Start of INPUT MATERIAL

//! UDP datagram transport
//!
//! One socket, one reader thread. Outbound packets go to the subnet
//! broadcast address; inbound datagrams are decoded and queued for the
//! simulator loop. The reader uses a short receive timeout so the stop
//! flag is observed promptly.

use crate::config::{ModelParams, ParamSpec, ParamType};
use crate::error::{ConfigError, TransportError};
use crate::net::packet::Packet;
use crate::net::transport::{ingest_datagram, RunFlag, RxQueue, Transport};
use std::io::ErrorKind;
use std::net::{SocketAddr, UdpSocket};
use std::sync::{Arc, Mutex};
use std::thread::JoinHandle;
use std::time::Duration;
use tracing::{debug, info, warn};

const READ_TIMEOUT: Duration = Duration::from_millis(200);
const MAX_DATAGRAM: usize = 65_536;

pub struct UdpTransport {
    bind_addr: SocketAddr,
    broadcast_addr: SocketAddr,
    queue: Arc<RxQueue>,
    running: Arc<RunFlag>,
    socket: Mutex<Option<UdpSocket>>,
    reader: Mutex<Option<JoinHandle<()>>>,
}

impl UdpTransport {
    pub fn from_params(params: &ModelParams) -> Result<Self, ConfigError> {
        let mut declared = params.clone();
        declared.declare(
            "net.port",
            ParamSpec::new("46000", "UDP port to bind and send to", ParamType::Int),
        );
        declared.declare(
            "net.broadcast_addr",
            ParamSpec::new(
                "255.255.255.255",
                "destination address for outbound broadcasts",
                ParamType::Address,
            ),
        );
        let port = declared.get_u32("net.port")? as u16;
        let broadcast = declared.get_address("net.broadcast_addr")?;
        Ok(Self {
            bind_addr: SocketAddr::from(([0, 0, 0, 0], port)),
            broadcast_addr: SocketAddr::from((broadcast.to_ipv4(), port)),
            queue: Arc::new(RxQueue::new()),
            running: Arc::new(RunFlag::new()),
            socket: Mutex::new(None),
            reader: Mutex::new(None),
        })
    }

    fn spawn_reader(&self, socket: UdpSocket) {
        let queue = Arc::clone(&self.queue);
        let running = Arc::clone(&self.running);
        let handle = std::thread::Builder::new()
            .name("udp-rx".to_string())
            .spawn(move || {
                let mut buf = vec![0u8; MAX_DATAGRAM];
                while running.get() {
                    match socket.recv_from(&mut buf) {
                        Ok((n, peer)) => {
                            debug!(%peer, bytes = n, "datagram received");
                            ingest_datagram(&buf[..n], &queue, &peer.to_string());
                        }
                        Err(e)
                            if e.kind() == ErrorKind::WouldBlock
                                || e.kind() == ErrorKind::TimedOut => {}
                        Err(e) => {
                            warn!(error = %e, "udp receive failed");
                        }
                    }
                }
            })
            .expect("spawning udp reader thread");
        *self.reader.lock().unwrap() = Some(handle);
    }
}

impl Transport for UdpTransport {
    fn start(&self) -> Result<(), TransportError> {
        if self.running.get() {
            return Ok(());
        }
        let socket = UdpSocket::bind(self.bind_addr).map_err(|source| TransportError::Bind {
            addr: self.bind_addr.to_string(),
            source,
        })?;
        socket
            .set_broadcast(true)
            .map_err(TransportError::Io)?;
        socket
            .set_read_timeout(Some(READ_TIMEOUT))
            .map_err(TransportError::Io)?;
        let reader_socket = socket.try_clone().map_err(TransportError::Io)?;

        self.running.set(true);
        self.spawn_reader(reader_socket);
        *self.socket.lock().unwrap() = Some(socket);
        info!(addr = %self.bind_addr, "udp transport started");
        Ok(())
    }

    fn stop(&self) {
        if !self.running.get() {
            return;
        }
        self.running.set(false);
        if let Some(handle) = self.reader.lock().unwrap().take() {
            let _ = handle.join();
        }
        *self.socket.lock().unwrap() = None;
        info!("udp transport stopped");
    }

    fn is_running(&self) -> bool {
        self.running.get()
    }

    fn broadcast(&self, packet: &Packet) -> Result<(), TransportError> {
        let guard = self.socket.lock().unwrap();
        let socket = guard.as_ref().ok_or(TransportError::NotStarted)?;
        let bytes = packet.encode();
        socket
            .send_to(&bytes, self.broadcast_addr)
            .map_err(|source| TransportError::Write {
                peer: self.broadcast_addr.to_string(),
                source,
            })?;
        Ok(())
    }

    fn rx_queue(&self) -> Arc<RxQueue> {
        Arc::clone(&self.queue)
    }
}

impl Drop for UdpTransport {
    fn drop(&mut self) {
        self.stop();
    }
}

End of INPUT MATERIAL

- **WORK INSTRUCTIONS**: For every line above that includes the string "ParamSpec", copy the line.

- **RESPONSE AREA**:
use crate::config::{ModelParams, ParamSpec, ParamType};
            ParamSpec::new("46000", "UDP port to bind and send to", ParamType::Int),
            ParamSpec::new(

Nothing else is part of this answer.